[Collection entries]
- - - - -

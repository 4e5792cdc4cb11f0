use serde::{Deserialize, Serialize};
use std::fmt;
use std::str::FromStr;

use crate::errors::KeyspaceError;

/// CQL consistency levels accepted for the read and write sessions.
#[derive(Debug, Clone, Copy, PartialEq, Eq, Hash, Default, Serialize, Deserialize)]
#[serde(rename_all = "SCREAMING_SNAKE_CASE")]
pub enum ConsistencyLevel {
    Any,
    One,
    Two,
    Three,
    Quorum,
    All,
    LocalQuorum,
    EachQuorum,
    Serial,
    LocalSerial,
    #[default]
    LocalOne,
}

impl ConsistencyLevel {
    pub const ALL_LEVELS: [ConsistencyLevel; 11] = [
        ConsistencyLevel::Any,
        ConsistencyLevel::One,
        ConsistencyLevel::Two,
        ConsistencyLevel::Three,
        ConsistencyLevel::Quorum,
        ConsistencyLevel::All,
        ConsistencyLevel::LocalQuorum,
        ConsistencyLevel::EachQuorum,
        ConsistencyLevel::Serial,
        ConsistencyLevel::LocalSerial,
        ConsistencyLevel::LocalOne,
    ];

    pub fn as_str(&self) -> &'static str {
        match self {
            ConsistencyLevel::Any => "ANY",
            ConsistencyLevel::One => "ONE",
            ConsistencyLevel::Two => "TWO",
            ConsistencyLevel::Three => "THREE",
            ConsistencyLevel::Quorum => "QUORUM",
            ConsistencyLevel::All => "ALL",
            ConsistencyLevel::LocalQuorum => "LOCAL_QUORUM",
            ConsistencyLevel::EachQuorum => "EACH_QUORUM",
            ConsistencyLevel::Serial => "SERIAL",
            ConsistencyLevel::LocalSerial => "LOCAL_SERIAL",
            ConsistencyLevel::LocalOne => "LOCAL_ONE",
        }
    }
}

impl fmt::Display for ConsistencyLevel {
    fn fmt(&self, f: &mut fmt::Formatter<'_>) -> fmt::Result {
        f.write_str(self.as_str())
    }
}

impl FromStr for ConsistencyLevel {
    type Err = KeyspaceError;

    fn from_str(s: &str) -> Result<Self, Self::Err> {
        let wanted = s.trim().to_uppercase();
        Self::ALL_LEVELS
            .iter()
            .copied()
            .find(|level| level.as_str() == wanted)
            .ok_or_else(|| KeyspaceError::ConfigError(format!("Unknown consistency level: {}", s)))
    }
}

impl From<ConsistencyLevel> for scylla::statement::Consistency {
    fn from(level: ConsistencyLevel) -> Self {
        use scylla::statement::Consistency;

        match level {
            ConsistencyLevel::Any => Consistency::Any,
            ConsistencyLevel::One => Consistency::One,
            ConsistencyLevel::Two => Consistency::Two,
            ConsistencyLevel::Three => Consistency::Three,
            ConsistencyLevel::Quorum => Consistency::Quorum,
            ConsistencyLevel::All => Consistency::All,
            ConsistencyLevel::LocalQuorum => Consistency::LocalQuorum,
            ConsistencyLevel::EachQuorum => Consistency::EachQuorum,
            ConsistencyLevel::Serial => Consistency::Serial,
            ConsistencyLevel::LocalSerial => Consistency::LocalSerial,
            ConsistencyLevel::LocalOne => Consistency::LocalOne,
        }
    }
}

/// Desired presence of a keyspace.
#[derive(Debug, Clone, Copy, PartialEq, Eq, Serialize, Deserialize)]
#[serde(rename_all = "lowercase")]
pub enum KeyspaceState {
    Present,
    Absent,
}

impl FromStr for KeyspaceState {
    type Err = KeyspaceError;

    fn from_str(s: &str) -> Result<Self, Self::Err> {
        match s.trim().to_lowercase().as_str() {
            "present" => Ok(KeyspaceState::Present),
            "absent" => Ok(KeyspaceState::Absent),
            other => Err(KeyspaceError::ConfigError(format!(
                "state must be one of present, absent (got {})",
                other
            ))),
        }
    }
}

const CASSANDRA_LOCATOR_PREFIX: &str = "org.apache.cassandra.locator.";

/// Replication strategies the reconciler knows how to manage.
#[derive(Debug, Clone, Copy, PartialEq, Eq, Serialize, Deserialize)]
pub enum ReplicationClass {
    SimpleStrategy,
    NetworkTopologyStrategy,
}

impl ReplicationClass {
    pub fn as_str(&self) -> &'static str {
        match self {
            ReplicationClass::SimpleStrategy => "SimpleStrategy",
            ReplicationClass::NetworkTopologyStrategy => "NetworkTopologyStrategy",
        }
    }

    /// Strips the `org.apache.cassandra.locator.` prefix some catalogs store.
    pub fn short_name(class: &str) -> &str {
        class.strip_prefix(CASSANDRA_LOCATOR_PREFIX).unwrap_or(class)
    }

    pub fn from_class_name(class: &str) -> Option<Self> {
        match Self::short_name(class.trim()) {
            "SimpleStrategy" => Some(ReplicationClass::SimpleStrategy),
            "NetworkTopologyStrategy" => Some(ReplicationClass::NetworkTopologyStrategy),
            _ => None,
        }
    }
}

impl fmt::Display for ReplicationClass {
    fn fmt(&self, f: &mut fmt::Formatter<'_>) -> fmt::Result {
        f.write_str(self.as_str())
    }
}

/// TLS peer verification mode.
#[derive(Debug, Clone, Copy, PartialEq, Eq, Default, Serialize, Deserialize)]
#[serde(rename_all = "SCREAMING_SNAKE_CASE")]
pub enum CertReqs {
    #[default]
    CertNone,
    CertOptional,
    CertRequired,
}

impl CertReqs {
    pub fn requires_ca_bundle(&self) -> bool {
        matches!(self, CertReqs::CertOptional | CertReqs::CertRequired)
    }
}

impl FromStr for CertReqs {
    type Err = KeyspaceError;

    fn from_str(s: &str) -> Result<Self, Self::Err> {
        match s.trim().to_uppercase().as_str() {
            "CERT_NONE" => Ok(CertReqs::CertNone),
            "CERT_OPTIONAL" => Ok(CertReqs::CertOptional),
            "CERT_REQUIRED" => Ok(CertReqs::CertRequired),
            other => Err(KeyspaceError::ConfigError(format!(
                "ssl_cert_reqs must be one of CERT_NONE, CERT_OPTIONAL, CERT_REQUIRED (got {})",
                other
            ))),
        }
    }
}

#[cfg(test)]
mod tests {
    use super::*;

    #[test]
    fn test_consistency_level_from_str() {
        assert_eq!("LOCAL_ONE".parse::<ConsistencyLevel>().unwrap(), ConsistencyLevel::LocalOne);
        assert_eq!("each_quorum".parse::<ConsistencyLevel>().unwrap(), ConsistencyLevel::EachQuorum);
        assert!("FIVE".parse::<ConsistencyLevel>().is_err());
    }

    #[test]
    fn test_consistency_level_serde_names() {
        let json = serde_json::to_string(&ConsistencyLevel::LocalSerial).unwrap();
        assert_eq!(json, "\"LOCAL_SERIAL\"");
        let level: ConsistencyLevel = serde_json::from_str("\"EACH_QUORUM\"").unwrap();
        assert_eq!(level, ConsistencyLevel::EachQuorum);
    }

    #[test]
    fn test_every_level_round_trips_through_display() {
        for level in ConsistencyLevel::ALL_LEVELS {
            assert_eq!(level.to_string().parse::<ConsistencyLevel>().unwrap(), level);
        }
    }

    #[test]
    fn test_replication_class_normalises_qualified_names() {
        assert_eq!(
            ReplicationClass::from_class_name("org.apache.cassandra.locator.SimpleStrategy"),
            Some(ReplicationClass::SimpleStrategy)
        );
        assert_eq!(
            ReplicationClass::from_class_name("NetworkTopologyStrategy"),
            Some(ReplicationClass::NetworkTopologyStrategy)
        );
        assert_eq!(ReplicationClass::from_class_name("LocalStrategy"), None);
    }

    #[test]
    fn test_cert_reqs() {
        assert_eq!("cert_required".parse::<CertReqs>().unwrap(), CertReqs::CertRequired);
        assert!(CertReqs::CertOptional.requires_ca_bundle());
        assert!(!CertReqs::CertNone.requires_ca_bundle());
        assert!("CERT_MAYBE".parse::<CertReqs>().is_err());
    }
}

- - - - -

**To do:**
Scan the entries above and work out how many lines include the word "CertNone"; the reply is that number alone.

**Solution for this exercise:**
3